## Input
:::

//! PostgreSQL-backed [`Repository`] implementation.
//!
//! The catalog (items, topics) lives in plain relational columns since the
//! selector filters on them directly. The learner profile — a nested
//! structure of per-topic ability state that changes shape as topics are
//! added — is stored as a single JSONB column per learner rather than
//! normalized; persisted state layout is explicitly opaque to the engine
//! (§6), and the port's `put_profile` already requires an atomic whole-row
//! replace, which a JSONB column gives for free.
use async_trait::async_trait;
use chrono::{DateTime, Utc};
use sqlx::PgPool;

use iidp_core::ports::repository::EngineEvent;
use iidp_core::{Item, ItemId, LearnerProfile, Quiz, Repository, Response, Result, TopicId};

use crate::error::map_sqlx_error;

#[derive(Clone)]
pub struct PostgresRepository {
    pool: PgPool,
}

impl PostgresRepository {
    pub fn new(pool: PgPool) -> Self {
        Self { pool }
    }
}

#[async_trait]
impl Repository for PostgresRepository {
    async fn get_item(&self, item_id: &ItemId) -> Result<Option<Item>> {
        let row = sqlx::query_as::<_, ItemRow>(
            r#"SELECT item_id, topic_id, item_type, difficulty_tier, irt_b, irt_a, irt_c
               FROM items WHERE item_id = $1"#,
        )
        .bind(item_id.as_str())
        .fetch_optional(&self.pool)
        .await
        .map_err(map_sqlx_error)?;
        row.map(TryInto::try_into).transpose()
    }

    async fn query_items(&self, topic_id: &TopicId) -> Result<Vec<Item>> {
        let rows = sqlx::query_as::<_, ItemRow>(
            r#"SELECT item_id, topic_id, item_type, difficulty_tier, irt_b, irt_a, irt_c
               FROM items WHERE topic_id = $1"#,
        )
        .bind(topic_id.as_str())
        .fetch_all(&self.pool)
        .await
        .map_err(map_sqlx_error)?;
        rows.into_iter().map(TryInto::try_into).collect()
    }

    async fn list_topics(&self) -> Result<Vec<TopicId>> {
        let rows: Vec<(String,)> = sqlx::query_as("SELECT topic_id FROM topics")
            .fetch_all(&self.pool)
            .await
            .map_err(map_sqlx_error)?;
        Ok(rows.into_iter().map(|(id,)| TopicId::new(id)).collect())
    }

    async fn get_profile(&self, learner_id: &str) -> Result<Option<LearnerProfile>> {
        let row: Option<(serde_json::Value,)> = sqlx::query_as(
            "SELECT profile FROM learner_profiles WHERE learner_id = $1",
        )
        .bind(learner_id)
        .fetch_optional(&self.pool)
        .await
        .map_err(map_sqlx_error)?;

        row.map(|(json,)| {
            serde_json::from_value(json)
                .map_err(|e| iidp_core::IidpError::Precondition(e.to_string()))
        })
        .transpose()
    }

    async fn put_profile(&self, profile: &LearnerProfile) -> Result<()> {
        let json = serde_json::to_value(profile)
            .map_err(|e| iidp_core::IidpError::Precondition(e.to_string()))?;
        sqlx::query(
            r#"INSERT INTO learner_profiles (learner_id, profile, updated_at)
               VALUES ($1, $2, now())
               ON CONFLICT (learner_id) DO UPDATE SET profile = $2, updated_at = now()"#,
        )
        .bind(&profile.learner_id)
        .bind(json)
        .execute(&self.pool)
        .await
        .map_err(map_sqlx_error)?;
        tracing::debug!(learner_id = %profile.learner_id, "profile persisted");
        Ok(())
    }

    async fn append_response(&self, response: &Response) -> Result<()> {
        sqlx::query(
            r#"INSERT INTO responses
               (learner_id, item_id, topic_id, is_correct, elapsed_seconds,
                theta_before, theta_after, delta_theta, se_before, se_after, recorded_at)
               VALUES ($1, $2, $3, $4, $5, $6, $7, $8, $9, $10, $11)"#,
        )
        .bind(&response.learner_id)
        .bind(response.item_id.as_str())
        .bind(response.topic_id.as_str())
        .bind(response.is_correct)
        .bind(response.elapsed_seconds as i32)
        .bind(response.theta_before)
        .bind(response.theta_after)
        .bind(response.delta_theta)
        .bind(response.se_before)
        .bind(response.se_after)
        .bind(response.timestamp)
        .execute(&self.pool)
        .await
        .map_err(map_sqlx_error)?;
        tracing::debug!(
            learner_id = %response.learner_id,
            item_id = %response.item_id.as_str(),
            is_correct = response.is_correct,
            "response recorded"
        );
        Ok(())
    }

    async fn recent_responses(&self, learner_id: &str, limit: usize) -> Result<Vec<Response>> {
        let rows = sqlx::query_as::<_, ResponseRow>(
            r#"SELECT learner_id, item_id, topic_id, is_correct, elapsed_seconds,
                      theta_before, theta_after, delta_theta, se_before, se_after, recorded_at
               FROM responses WHERE learner_id = $1
               ORDER BY recorded_at DESC LIMIT $2"#,
        )
        .bind(learner_id)
        .bind(limit as i64)
        .fetch_all(&self.pool)
        .await
        .map_err(map_sqlx_error)?;
        // The port documents oldest-first; the query above is newest-first
        // for an efficient LIMIT, so flip it back.
        let mut responses: Vec<Response> = rows.into_iter().map(Into::into).collect();
        responses.reverse();
        Ok(responses)
    }

    async fn correct_responses(
        &self,
        learner_id: &str,
        since: DateTime<Utc>,
        until: DateTime<Utc>,
    ) -> Result<Vec<Response>> {
        let rows = sqlx::query_as::<_, ResponseRow>(
            r#"SELECT learner_id, item_id, topic_id, is_correct, elapsed_seconds,
                      theta_before, theta_after, delta_theta, se_before, se_after, recorded_at
               FROM responses
               WHERE learner_id = $1 AND is_correct = true
                 AND recorded_at >= $2 AND recorded_at <= $3
               ORDER BY recorded_at ASC"#,
        )
        .bind(learner_id)
        .bind(since)
        .bind(until)
        .fetch_all(&self.pool)
        .await
        .map_err(map_sqlx_error)?;
        Ok(rows.into_iter().map(Into::into).collect())
    }

    async fn put_quiz(&self, quiz: &Quiz) -> Result<()> {
        let item_ids: Vec<String> = quiz.item_ids.iter().map(|id| id.as_str().to_string()).collect();
        let topics: Vec<String> = quiz.topics.iter().map(|t| t.as_str().to_string()).collect();
        sqlx::query(
            r#"INSERT INTO quizzes
               (quiz_id, learner_id, quiz_number, phase, item_ids, topics, created_at, short_quiz)
               VALUES ($1, $2, $3, $4, $5, $6, $7, $8)
               ON CONFLICT (quiz_id) DO UPDATE SET
                 item_ids = $5, topics = $6, short_quiz = $8"#,
        )
        .bind(&quiz.id)
        .bind(&quiz.learner_id)
        .bind(quiz.quiz_number as i32)
        .bind(format!("{:?}", quiz.phase))
        .bind(serde_json::to_value(&item_ids).unwrap())
        .bind(serde_json::to_value(&topics).unwrap())
        .bind(quiz.created_at)
        .bind(quiz.short_quiz)
        .execute(&self.pool)
        .await
        .map_err(map_sqlx_error)?;
        if quiz.short_quiz {
            tracing::warn!(quiz_id = %quiz.id, learner_id = %quiz.learner_id, "short quiz persisted");
        }
        Ok(())
    }

    async fn log_event(&self, event: &EngineEvent) -> Result<()> {
        sqlx::query(
            r#"INSERT INTO engine_events (learner_id, kind, detail, occurred_at)
               VALUES ($1, $2, $3, $4)"#,
        )
        .bind(&event.learner_id)
        .bind(&event.kind)
        .bind(&event.detail)
        .bind(event.occurred_at)
        .execute(&self.pool)
        .await
        .map_err(map_sqlx_error)?;
        tracing::info!(learner_id = %event.learner_id, kind = %event.kind, "engine event logged");
        Ok(())
    }
}

#[derive(sqlx::FromRow)]
struct ItemRow {
    item_id: String,
    topic_id: String,
    item_type: String,
    difficulty_tier: String,
    irt_b: f64,
    irt_a: f64,
    irt_c: f64,
}

impl TryFrom<ItemRow> for Item {
    type Error = iidp_core::IidpError;

    fn try_from(row: ItemRow) -> std::result::Result<Self, Self::Error> {
        use iidp_core::{DifficultyTier, IrtParams, ItemType};

        let item_type = match row.item_type.as_str() {
            "single_choice" => ItemType::SingleChoice,
            "numeric" => ItemType::Numeric,
            other => {
                return Err(iidp_core::IidpError::Precondition(format!(
                    "unknown item_type {other}"
                )))
            }
        };
        let difficulty_tier = match row.difficulty_tier.as_str() {
            "easy" => DifficultyTier::Easy,
            "medium" => DifficultyTier::Medium,
            "hard" => DifficultyTier::Hard,
            other => {
                return Err(iidp_core::IidpError::Precondition(format!(
                    "unknown difficulty_tier {other}"
                )))
            }
        };
        let irt = IrtParams::new(row.irt_b, row.irt_a, row.irt_c)?;

        Ok(Item {
            id: ItemId::new(row.item_id),
            topic_id: TopicId::new(row.topic_id),
            item_type,
            difficulty_tier,
            irt,
        })
    }
}

#[derive(sqlx::FromRow)]
struct ResponseRow {
    learner_id: String,
    item_id: String,
    topic_id: String,
    is_correct: bool,
    elapsed_seconds: i32,
    theta_before: f64,
    theta_after: f64,
    delta_theta: f64,
    se_before: f64,
    se_after: f64,
    recorded_at: DateTime<Utc>,
}

impl From<ResponseRow> for Response {
    fn from(row: ResponseRow) -> Self {
        Response {
            learner_id: row.learner_id,
            item_id: ItemId::new(row.item_id),
            topic_id: TopicId::new(row.topic_id),
            is_correct: row.is_correct,
            elapsed_seconds: row.elapsed_seconds as u32,
            theta_before: row.theta_before,
            theta_after: row.theta_after,
            delta_theta: row.delta_theta,
            se_before: row.se_before,
            se_after: row.se_after,
            timestamp: row.recorded_at,
        }
    }
}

:::

## What to work on
Show each line of the listing that holds the string "TryInto".

## Result for this task
        row.map(TryInto::try_into).transpose()
        rows.into_iter().map(TryInto::try_into).collect()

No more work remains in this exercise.